DESCRIPTION OF THE TASK: Lines from the beginning of the entries up to and including the one with "2023-01-29 --mode full" must be duplicated word for word; leave out all others.

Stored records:
//! Courtline CLI
//!
//! Batch front-end for the exchange archive pipeline.
//!
//! Usage:
//!   courtline decode --input-dir ./archive --output-csv ./out/snapshots.csv \
//!       --start-date 2023-01-16 --end-date 2023-01-29 --mode full
//!   courtline assemble --snapshots-csv ./out/snapshots.csv --results-csv ./atp_2023.csv \
//!       --tournament ausopen --year 2023 --output-csv ./out/matches.csv --fuzzy
//!   courtline index --metadata-csv ./out/metadata.csv --dates 2023-01-16,2023-01-17 \
//!       --output-csv ./out/markets.csv

use anyhow::{Context, Result};
use chrono::NaiveDate;
use clap::{Parser, Subcommand};
use serde::Serialize;
use std::collections::HashSet;
use std::path::{Path, PathBuf};
use tracing::info;
use tracing_subscriber::EnvFilter;

use courtline::archive::DateWindow;
use courtline::assembler::{AssemblyContext, AssemblyPolicy, Assembler};
use courtline::decoder::{decode_archive, partition_records, DecodeMode, MarketMetadata};
use courtline::market_index::{filter_snapshots, market_ids_for_dates};
use courtline::resolver::{AliasTable, Resolver};
use courtline::tables::{
    load_alias_table, output_gate, read_csv, read_snapshots, write_csv, CanonicalResults,
    OutputGate, ResultsWindow,
};
use courtline::PipelineConfig;

#[derive(Parser, Debug)]
#[command(name = "courtline")]
#[command(about = "Decode exchange archives and assemble tennis match tables")]
struct Cli {
    /// Pipeline config (TOML); defaults to $COURTLINE_CONFIG or ./courtline.toml
    #[arg(long, global = true, env = "COURTLINE_CONFIG")]
    config: Option<PathBuf>,

    #[command(subcommand)]
    command: Commands,
}

#[derive(Subcommand, Debug)]
enum Commands {
    /// Decode archive files in a date window to CSV
    Decode {
        #[arg(long)]
        input_dir: PathBuf,

        #[arg(long)]
        output_csv: PathBuf,

        /// First archive day (YYYY-MM-DD), inclusive
        #[arg(long)]
        start_date: String,

        /// Last archive day (YYYY-MM-DD), inclusive
        #[arg(long)]
        end_date: String,

        /// metadata | prices-only | full
        #[arg(long, default_value = "full")]
        mode: DecodeMode,

        #[arg(long)]
        overwrite: bool,

        #[arg(long)]
        dry_run: bool,
    },

    /// Resolve snapshot runners and assemble the match table
    Assemble {
        #[arg(long)]
        snapshots_csv: PathBuf,

        #[arg(long)]
        output_csv: PathBuf,

        /// Tournament key used in match ids
        #[arg(long)]
        tournament: String,

        #[arg(long)]
        year: i32,

        /// Canonical results table; omit for snapshot-only output
        #[arg(long)]
        results_csv: Option<PathBuf>,

        /// Raw name → canonical name overrides
        #[arg(long)]
        alias_csv: Option<PathBuf>,

        /// Keep results whose tournament name contains this (case-insensitive)
        #[arg(long)]
        tourney_filter: Option<String>,

        /// Keep results dated on or after this day (needs --end-date)
        #[arg(long, requires = "end_date")]
        start_date: Option<String>,

        /// Keep results dated on or before this day (needs --start-date)
        #[arg(long, requires = "start_date")]
        end_date: Option<String>,

        /// Enable fuzzy name matching
        #[arg(long)]
        fuzzy: bool,

        /// Fuzzy acceptance score (0-100); overrides config
        #[arg(long)]
        threshold: Option<f64>,

        /// Drop markets without a resolved canonical result
        #[arg(long)]
        strict: bool,

        #[arg(long)]
        overwrite: bool,

        #[arg(long)]
        dry_run: bool,
    },

    /// List market ids scheduled on given days from a metadata CSV
    Index {
        #[arg(long)]
        metadata_csv: PathBuf,

        /// Comma-separated days (YYYY-MM-DD)
        #[arg(long, value_delimiter = ',', required = true)]
        dates: Vec<NaiveDate>,

        #[arg(long)]
        output_csv: PathBuf,

        /// Also narrow this snapshot CSV to the indexed markets
        #[arg(long, requires = "filtered_csv")]
        snapshots_csv: Option<PathBuf>,

        #[arg(long)]
        filtered_csv: Option<PathBuf>,

        #[arg(long)]
        overwrite: bool,
    },
}

#[derive(Serialize)]
struct MarketIdRow<'a> {
    market_id: &'a str,
}

fn main() -> Result<()> {
    dotenv::dotenv().ok();

    tracing_subscriber::fmt()
        .with_env_filter(EnvFilter::from_default_env().add_directive("courtline=info".parse()?))
        .init();

    let cli = Cli::parse();
    let config = match &cli.config {
        Some(path) => PipelineConfig::load(path)
            .with_context(|| format!("Failed to load config {}", path.display()))?,
        None => PipelineConfig::from_env(),
    };

    match cli.command {
        Commands::Decode {
            input_dir,
            output_csv,
            start_date,
            end_date,
            mode,
            overwrite,
            dry_run,
        } => {
            let window = DateWindow::parse(&start_date, &end_date)?;
            run_decode(&config, &input_dir, &output_csv, &window, mode, overwrite, dry_run)
        }
        Commands::Assemble {
            snapshots_csv,
            output_csv,
            tournament,
            year,
            results_csv,
            alias_csv,
            tourney_filter,
            start_date,
            end_date,
            fuzzy,
            threshold,
            strict,
            overwrite,
            dry_run,
        } => {
            let dates = match (start_date, end_date) {
                (Some(start), Some(end)) => Some(DateWindow::parse(&start, &end)?),
                _ => None,
            };
            let mut config = config;
            config.resolver.fuzzy |= fuzzy;
            if let Some(threshold) = threshold {
                config.resolver.fuzzy_threshold = threshold;
            }
            config.assembler.strict |= strict;

            let args = AssembleArgs {
                snapshots_csv,
                output_csv,
                results_csv,
                alias_csv,
                window: ResultsWindow {
                    tournament: tourney_filter,
                    dates,
                },
                ctx: AssemblyContext {
                    tournament,
                    year,
                    policy: if config.assembler.strict {
                        AssemblyPolicy::Strict
                    } else {
                        AssemblyPolicy::SnapshotOnly
                    },
                },
                overwrite,
                dry_run,
            };
            run_assemble(&config, args)
        }
        Commands::Index {
            metadata_csv,
            dates,
            output_csv,
            snapshots_csv,
            filtered_csv,
            overwrite,
        } => run_index(
            &metadata_csv,
            &dates,
            &output_csv,
            snapshots_csv.as_deref().zip(filtered_csv.as_deref()),
            overwrite,
        ),
    }
}

// ============================================================================
// DECODE
// ============================================================================

fn run_decode(
    config: &PipelineConfig,
    input_dir: &Path,
    output_csv: &Path,
    window: &DateWindow,
    mode: DecodeMode,
    overwrite: bool,
    dry_run: bool,
) -> Result<()> {
    let gate = output_gate(output_csv, overwrite, dry_run);
    if gate == OutputGate::SkipExisting {
        return Ok(());
    }

    let batch = decode_archive(input_dir, window, mode, &config.decoder)?;
    let (metadata, snapshots, ticks) = partition_records(batch.records);

    if gate == OutputGate::DryRun {
        info!(
            "Dry run: would write {} rows to {}",
            batch.stats.records,
            output_csv.display()
        );
        return Ok(());
    }

    let written = match mode {
        DecodeMode::Metadata => write_csv(output_csv, &metadata)?,
        DecodeMode::PricesOnly => write_csv(output_csv, &ticks)?,
        DecodeMode::Full => write_csv(output_csv, &snapshots)?,
    };
    info!("Wrote {} {} rows to {}", written, mode, output_csv.display());
    Ok(())
}

// ============================================================================
// ASSEMBLE
// ============================================================================

struct AssembleArgs {
    snapshots_csv: PathBuf,
    output_csv: PathBuf,
    results_csv: Option<PathBuf>,
    alias_csv: Option<PathBuf>,
    window: ResultsWindow,
    ctx: AssemblyContext,
    overwrite: bool,
    dry_run: bool,
}

fn run_assemble(config: &PipelineConfig, args: AssembleArgs) -> Result<()> {
    let gate = output_gate(&args.output_csv, args.overwrite, args.dry_run);
    if gate == OutputGate::SkipExisting {
        return Ok(());
    }

    let snapshots = read_snapshots(&args.snapshots_csv)?;
    info!("Loaded {} snapshot rows from {}", snapshots.len(), args.snapshots_csv.display());

    let results = match &args.results_csv {
        Some(path) => {
            let all = CanonicalResults::load(path, &config.schema)?;
            let sliced = all.filter_window(&args.window);
            info!("Using {} of {} canonical results", sliced.len(), all.len());
            sliced
        }
        None => CanonicalResults::default(),
    };

    let aliases = match &args.alias_csv {
        Some(path) => load_alias_table(path, &config.schema)?,
        None => AliasTable::new(),
    };

    let resolver = Resolver::from_results(&results, aliases, &config.resolver);
    let output = Assembler::new(&resolver, &results).assemble(snapshots, &args.ctx)?;

    if gate == OutputGate::DryRun {
        info!(
            "Dry run: would write {} matches to {}",
            output.matches.len(),
            args.output_csv.display()
        );
        return Ok(());
    }

    let written = write_csv(&args.output_csv, &output.matches)?;
    info!("Wrote {} matches to {}", written, args.output_csv.display());
    Ok(())
}

// ============================================================================
// INDEX
// ============================================================================

fn run_index(
    metadata_csv: &Path,
    dates: &[NaiveDate],
    output_csv: &Path,
    filter: Option<(&Path, &Path)>,
    overwrite: bool,
) -> Result<()> {
    let metadata: Vec<MarketMetadata> = read_csv(
        metadata_csv,
        &["market_id", "market_time"],
        "metadata table",
    )?;
    let ids = market_ids_for_dates(&metadata, dates);
    info!("{} markets scheduled on {} days", ids.len(), dates.len());

    if output_gate(output_csv, overwrite, false) == OutputGate::Write {
        let rows: Vec<MarketIdRow> = ids.iter().map(|id| MarketIdRow { market_id: id }).collect();
        write_csv(output_csv, &rows)?;
    }

    if let Some((snapshots_csv, filtered_csv)) = filter {
        if output_gate(filtered_csv, overwrite, false) == OutputGate::Write {
            let wanted: HashSet<String> = ids.into_iter().collect();
            let kept = filter_snapshots(read_snapshots(snapshots_csv)?, &wanted);
            let written = write_csv(filtered_csv, &kept)?;
            info!("Wrote {} snapshot rows to {}", written, filtered_csv.display());
        }
    }

    Ok(())
}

EXPECTED OUTPUT:
//! Courtline CLI
//!
//! Batch front-end for the exchange archive pipeline.
//!
//! Usage:
//!   courtline decode --input-dir ./archive --output-csv ./out/snapshots.csv \
//!       --start-date 2023-01-16 --end-date 2023-01-29 --mode full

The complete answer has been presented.